2. Assumption of Obligations by the Company; Vesting; Change of Control; Termination of Employment.

(a)Assumption of Obligations by the Company.  Effective immediately prior to the Closing Date, Jimmy Holdings will contribute to the Company a number of shares of Series A Preferred Stock equal to the Restricted Stock. Upon such contribution the Company will assume and Jimmy Holdings will assign and novate to the Company all of its obligations to the Grantee with respect to the Restricted Stock as set forth in the Original Agreement.  Grantee agrees to the assignment, assumption and novation of such obligations to the Company and agrees that neither Jimmy Holdings nor any of its affiliates will have any obligations to the Grantee hereunder or otherwise.

(b)Accelerated Vesting and Cash-out. Subject to Grantee delivering the Release immediately prior to Closing, then effective immediately prior to the First Effective Time (as defined in the Merger Agreement) then Grantee will vest in and will receive a payment in cash, less applicable taxes thereon, equal to the Eligible Cash-out Amount, if any, in settlement of the number of shares of Restricted Stock equal to the Eligible Cash-out Shares, and the number of shares of Restricted Stock will be reduced by the number of Eligible Cash-out Shares.

(c)Time Vesting on Restricted Stock. Subject to Grantee delivering the Release immediately prior to Closing, the Restricted Stock shall vest in annual installments over a three (3)-year vesting period and no longer be forfeitable as follows: (i) one-sixth (1/6) of the Restricted Stock shall vest on the six (6) month anniversary of the Closing Date, and (ii) one-twelfth (1/12th) of the Restricted Stock shall vest on each quarterly anniversary thereafter, with all of the Restricted Stock vesting on the third (3rd) anniversary of the Closing Date, so long as the Grantee remains continuously and actively employed by a Related Entity through such vesting anniversary. To the extent that vesting results in a fractional share, then the number of Restricted Stock so vested shall be rounded down to the nearest whole share, except for any vesting on the third (3rd) anniversary of the Closing Date, in which case all Restricted Stock shall be vested on such date.

(d)Change of Control.
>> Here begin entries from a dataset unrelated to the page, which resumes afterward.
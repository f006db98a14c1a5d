//! The dialogue controller: sequences catalog checks, parsing, validation
//! and submission across the two-phase conversation.

use std::sync::Arc;

use tracing::debug;

use super::{Responder, reply};
use crate::Result;
use crate::allocation::{BatchOutcome, parse_allocations, validate_batch};
use crate::catalog::Catalog;
use crate::session::{ChatId, Phase, Session, SessionStore};
use crate::submit::AllocationSubmitter;

/// Drives one user's form-filling dialogue from first contact to submission.
///
/// The machine per chat identity: no session (idle) → awaiting employee →
/// awaiting allocations → submit → no session again. It is cyclic; the same
/// identity can file any number of batches over time. All validation
/// failures keep the session in its current phase so the user can retry
/// without starting over.
pub struct DialogueController {
    store: SessionStore,
    catalog: Arc<Catalog>,
    submitter: Arc<dyn AllocationSubmitter>,
    responder: Arc<dyn Responder>,
}

impl DialogueController {
    pub fn new(
        catalog: Arc<Catalog>,
        submitter: Arc<dyn AllocationSubmitter>,
        responder: Arc<dyn Responder>,
    ) -> Self {
        Self {
            store: SessionStore::new(),
            catalog,
            submitter,
            responder,
        }
    }

    /// `/start`: drop any in-progress session and greet from scratch.
    pub async fn handle_start(&self, chat: ChatId) -> Result<()> {
        self.store.remove(chat).await;
        self.responder.send(chat, reply::greeting()).await
    }

    /// `/help`: usage text, session untouched.
    pub async fn handle_help(&self, chat: ChatId) -> Result<()> {
        self.responder.send(chat, reply::help_text()).await
    }

    /// `/cancel`: drop the session. A no-op when there is none; the
    /// acknowledgement is sent either way.
    pub async fn handle_cancel(&self, chat: ChatId) -> Result<()> {
        self.store.remove(chat).await;
        self.responder.send(chat, reply::cancelled()).await
    }

    /// Any non-command text, routed by the session's phase. First contact
    /// creates the session and treats the text as an employee name.
    pub async fn handle_text(&self, chat: ChatId, text: &str) -> Result<()> {
        let session = self.store.get(chat).await.unwrap_or_default();

        match session.phase.clone() {
            Phase::AwaitingEmployee => self.identify_employee(chat, session, text).await,
            Phase::AwaitingAllocations { employee } => {
                self.collect_allocations(chat, session, &employee, text).await
            }
        }
    }

    async fn identify_employee(
        &self,
        chat: ChatId,
        mut session: Session,
        text: &str,
    ) -> Result<()> {
        let name = text.trim();

        if !self.catalog.is_valid_employee(name) {
            // Keep (or establish) the session so the retry stays in phase
            self.store.insert(chat, session).await;
            return self.responder.send(chat, reply::unknown_employee(name)).await;
        }

        debug!(chat, employee = name, "employee identified");
        session.phase = Phase::AwaitingAllocations {
            employee: name.to_string(),
        };
        self.store.insert(chat, session).await;
        self.responder.send(chat, reply::allocations_prompt(name)).await
    }

    async fn collect_allocations(
        &self,
        chat: ChatId,
        mut session: Session,
        employee: &str,
        text: &str,
    ) -> Result<()> {
        let pairs = parse_allocations(text);
        if pairs.is_empty() {
            return self.responder.send(chat, reply::invalid_format()).await;
        }

        match validate_batch(&pairs, &self.catalog) {
            BatchOutcome::OverBudget { total } => {
                self.responder.send(chat, reply::over_budget(total)).await
            }
            BatchOutcome::Rejected { errors } => {
                self.responder.send(chat, reply::pair_errors(&errors)).await
            }
            BatchOutcome::NoneValid => self.responder.send(chat, reply::none_parsed()).await,
            BatchOutcome::Accepted { allocations, total } => {
                session.allocations = allocations;
                self.store.insert(chat, session.clone()).await;

                // The summary goes out before the blocking submission calls
                self.responder
                    .send(chat, reply::confirmation(employee, &session.allocations, total))
                    .await?;

                let report = self
                    .submitter
                    .submit(employee, &session.allocations)
                    .await;

                // The session ends with the attempt, whatever the tally
                self.store.remove(chat).await;
                debug!(
                    chat,
                    succeeded = report.succeeded,
                    failed = report.failed,
                    "batch submitted, session closed"
                );

                let summary = if report.is_complete() {
                    reply::all_submitted(report.succeeded)
                } else {
                    reply::partially_submitted(report)
                };
                self.responder.send(chat, summary).await
            }
        }
    }
}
Subject to Grantee delivering the Release immediately prior to Closing, in the event of a Change of Control at any time on or after the Closing Date, all Restricted Stock which have not become vested in accordance with Sections 2(b) or 2(c) hereof shall vest immediately so long as the Grantee remains continuously and actively employed by a Related Entity through such Change of Control.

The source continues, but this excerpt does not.